> _What you should do_
Across the data below, how many lines have the word "CubePosReply" in them? Give the number and nothing else.

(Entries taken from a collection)
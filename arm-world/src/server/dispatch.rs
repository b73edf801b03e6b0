//! Request dispatch table
//!
//! Requests are routed on `(KEY, TYPE)`. Read handlers serialize a slice of
//! the simulator state; write handlers parse the payload, mutate the
//! simulator and answer `{"result":"success"|"failed"}`. Replies echo the
//! request type.

use crate::protocol::{
    ARM_ANGLE, AnglesPayload, CUBE_POS, CubePosReply, DENY, EMPTY_PAYLOAD, GRIPPER_ON,
    GripperRequest, LOGIN, LoginReply, LoginRequest, Message, READY, RequestKey, ResultReply,
};
use crate::simulator::SharedSimulator;
use serde::Serialize;
use std::collections::HashMap;

/// Handler returning the reply payload for a request payload
type Handler = fn(&mut Dispatcher, &str) -> String;

/// Routes decoded requests to handlers
pub struct Dispatcher {
    simulator: SharedSimulator,
    routes: HashMap<(RequestKey, &'static str), Handler>,
    last_device: Option<String>,
}

impl Dispatcher {
    /// Dispatcher with the standard route table
    pub fn new(simulator: SharedSimulator) -> Self {
        let mut routes: HashMap<(RequestKey, &'static str), Handler> = HashMap::new();
        routes.insert((RequestKey::Get, LOGIN), handle_login);
        routes.insert((RequestKey::Get, CUBE_POS), handle_get_cube);
        routes.insert((RequestKey::Get, ARM_ANGLE), handle_get_angles);
        routes.insert((RequestKey::Post, ARM_ANGLE), handle_post_angles);
        routes.insert((RequestKey::Post, GRIPPER_ON), handle_post_gripper);
        Self {
            simulator,
            routes,
            last_device: None,
        }
    }

    /// Device id of the most recent login
    pub fn last_device(&self) -> Option<&str> {
        self.last_device.as_deref()
    }

    /// Handle one raw datagram and return the encoded reply
    ///
    /// Never fails: malformed or unmatched requests get `REP;deny;{}`.
    pub fn handle(&mut self, raw: &[u8]) -> String {
        let request = match Message::decode(raw) {
            Ok(msg) => msg,
            Err(e) => {
                log::warn!(
                    "Malformed request {:?}: {}",
                    String::from_utf8_lossy(raw),
                    e
                );
                return deny();
            }
        };
        log::debug!("Request: {}", request.encode());

        let Some(&handler) = self.routes.get(&(request.key, request.kind.as_str())) else {
            log::debug!("No handler for {};{}", request.key, request.kind);
            return deny();
        };
        let payload = handler(self, &request.payload);
        Message::raw(RequestKey::Rep, request.kind, payload).encode()
    }
}

fn deny() -> String {
    Message::raw(RequestKey::Rep, DENY, EMPTY_PAYLOAD).encode()
}

fn to_json<T: Serialize>(value: &T) -> String {
    serde_json::to_string(value).unwrap_or_else(|e| {
        log::error!("Failed to serialize reply: {}", e);
        EMPTY_PAYLOAD.to_string()
    })
}

fn result_json(ok: bool) -> String {
    to_json(&if ok {
        ResultReply::success()
    } else {
        ResultReply::failed()
    })
}

fn handle_login(dispatcher: &mut Dispatcher, payload: &str) -> String {
    match serde_json::from_str::<LoginRequest>(payload) {
        Ok(req) => {
            log::info!("Device {} logged in", req.plc_id);
            dispatcher.last_device = Some(req.plc_id);
        }
        Err(e) => log::warn!("Login without device id: {}", e),
    }
    to_json(&LoginReply {
        state: READY.to_string(),
    })
}

fn handle_get_cube(dispatcher: &mut Dispatcher, _payload: &str) -> String {
    let pos = dispatcher.simulator.lock().world().cube().position();
    to_json(&CubePosReply { pos: pos.to_array() })
}

fn handle_get_angles(dispatcher: &mut Dispatcher, _payload: &str) -> String {
    let angles = dispatcher.simulator.lock().world().angles().to_array();
    to_json(&AnglesPayload {
        angles: angles.to_vec(),
    })
}

fn handle_post_angles(dispatcher: &mut Dispatcher, payload: &str) -> String {
    let req = match serde_json::from_str::<AnglesPayload>(payload) {
        Ok(req) => req,
        Err(e) => {
            log::warn!("Bad armAngle payload: {}", e);
            return result_json(false);
        }
    };
    match dispatcher.simulator.lock().request_raw_angles(&req.angles) {
        Ok(()) => {
            log::info!("Accepted joint targets {:?}", req.angles);
            result_json(true)
        }
        Err(e) => {
            log::warn!("Rejected joint targets {:?}: {}", req.angles, e);
            result_json(false)
        }
    }
}

fn handle_post_gripper(dispatcher: &mut Dispatcher, payload: &str) -> String {
    let req = match serde_json::from_str::<GripperRequest>(payload) {
        Ok(req) => req,
        Err(e) => {
            log::warn!("Bad gripperOn payload: {}", e);
            return result_json(false);
        }
    };
    match dispatcher.simulator.lock().set_gripper(req.gripper) {
        Ok(()) => {
            log::info!("Gripper {}", if req.gripper { "holding cube" } else { "released" });
            result_json(true)
        }
        Err(e) => {
            log::info!("Grab refused: {}", e);
            result_json(false)
        }
    }
}

#[cfg(test)]
mod tests {
    use super::*;
    use crate::config::SimulationConfig;
    use crate::simulator::Simulator;
    use arm_kinematics::{ArmConfig, ControlMode, JointAngles};

    fn dispatcher(mode: ControlMode) -> Dispatcher {
        let sim = SimulationConfig {
            mode,
            ..SimulationConfig::default()
        };
        Dispatcher::new(Simulator::new(ArmConfig::default(), &sim).into_shared())
    }

    #[test]
    fn test_login_replies_ready_and_records_device() {
        let mut d = dispatcher(ControlMode::Automatic);
        let reply = d.handle(br#"GET;login;{"plcID":"PLC-01"}"#);
        assert_eq!(reply, r#"REP;login;{"state":"ready"}"#);
        assert_eq!(d.last_device(), Some("PLC-01"));
    }

    #[test]
    fn test_get_cube_position() {
        let mut d = dispatcher(ControlMode::Automatic);
        let reply = Message::decode_str(&d.handle(b"GET;cubePos;{}")).unwrap();
        assert_eq!(reply.key, RequestKey::Rep);
        assert_eq!(reply.kind, CUBE_POS);
        let body: CubePosReply = reply.payload_as().unwrap();
        assert_eq!(body.pos, [2.0, 1.0, 0.3]);
    }

    #[test]
    fn test_get_angles() {
        let mut d = dispatcher(ControlMode::Automatic);
        let reply = Message::decode_str(&d.handle(b"GET;armAngle;{}")).unwrap();
        let body: AnglesPayload = reply.payload_as().unwrap();
        assert_eq!(body.angles, JointAngles::DEFAULT_POSE.to_vec());
    }

    #[test]
    fn test_post_angles_manual_mode_applies() {
        let mut d = dispatcher(ControlMode::Manual);
        let reply = d.handle(br#"POST;armAngle;{"angles":[0,0,0,0,0,10]}"#);
        assert_eq!(reply, r#"REP;armAngle;{"result":"success"}"#);
        assert_eq!(
            d.simulator.lock().world().angles().to_array(),
            [0.0, 0.0, 0.0, 0.0, 0.0, 10.0]
        );
    }

    #[test]
    fn test_post_angles_wrong_count_fails() {
        let mut d = dispatcher(ControlMode::Manual);
        let reply = d.handle(br#"POST;armAngle;{"angles":[0,0,0]}"#);
        assert_eq!(reply, r#"REP;armAngle;{"result":"failed"}"#);
        let reply = d.handle(b"POST;armAngle;not json");
        assert_eq!(reply, r#"REP;armAngle;{"result":"failed"}"#);
    }

    #[test]
    fn test_post_gripper_refused_when_far() {
        let mut d = dispatcher(ControlMode::Automatic);
        let reply = d.handle(br#"POST;gripperOn;{"gripper":true}"#);
        assert_eq!(reply, r#"REP;gripperOn;{"result":"failed"}"#);
        let reply = d.handle(br#"POST;gripperOn;{"gripper":false}"#);
        assert_eq!(reply, r#"REP;gripperOn;{"result":"success"}"#);
    }

    #[test]
    fn test_unmatched_and_malformed_are_denied() {
        let mut d = dispatcher(ControlMode::Automatic);
        assert_eq!(d.handle(b"POST;cubePos;{}"), "REP;deny;{}");
        assert_eq!(d.handle(b"GET;weather;{}"), "REP;deny;{}");
        assert_eq!(d.handle(b"garbage"), "REP;deny;{}");
        assert_eq!(d.handle(b"FOO;login;{}"), "REP;deny;{}");
    }
}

> _Exercise response_
3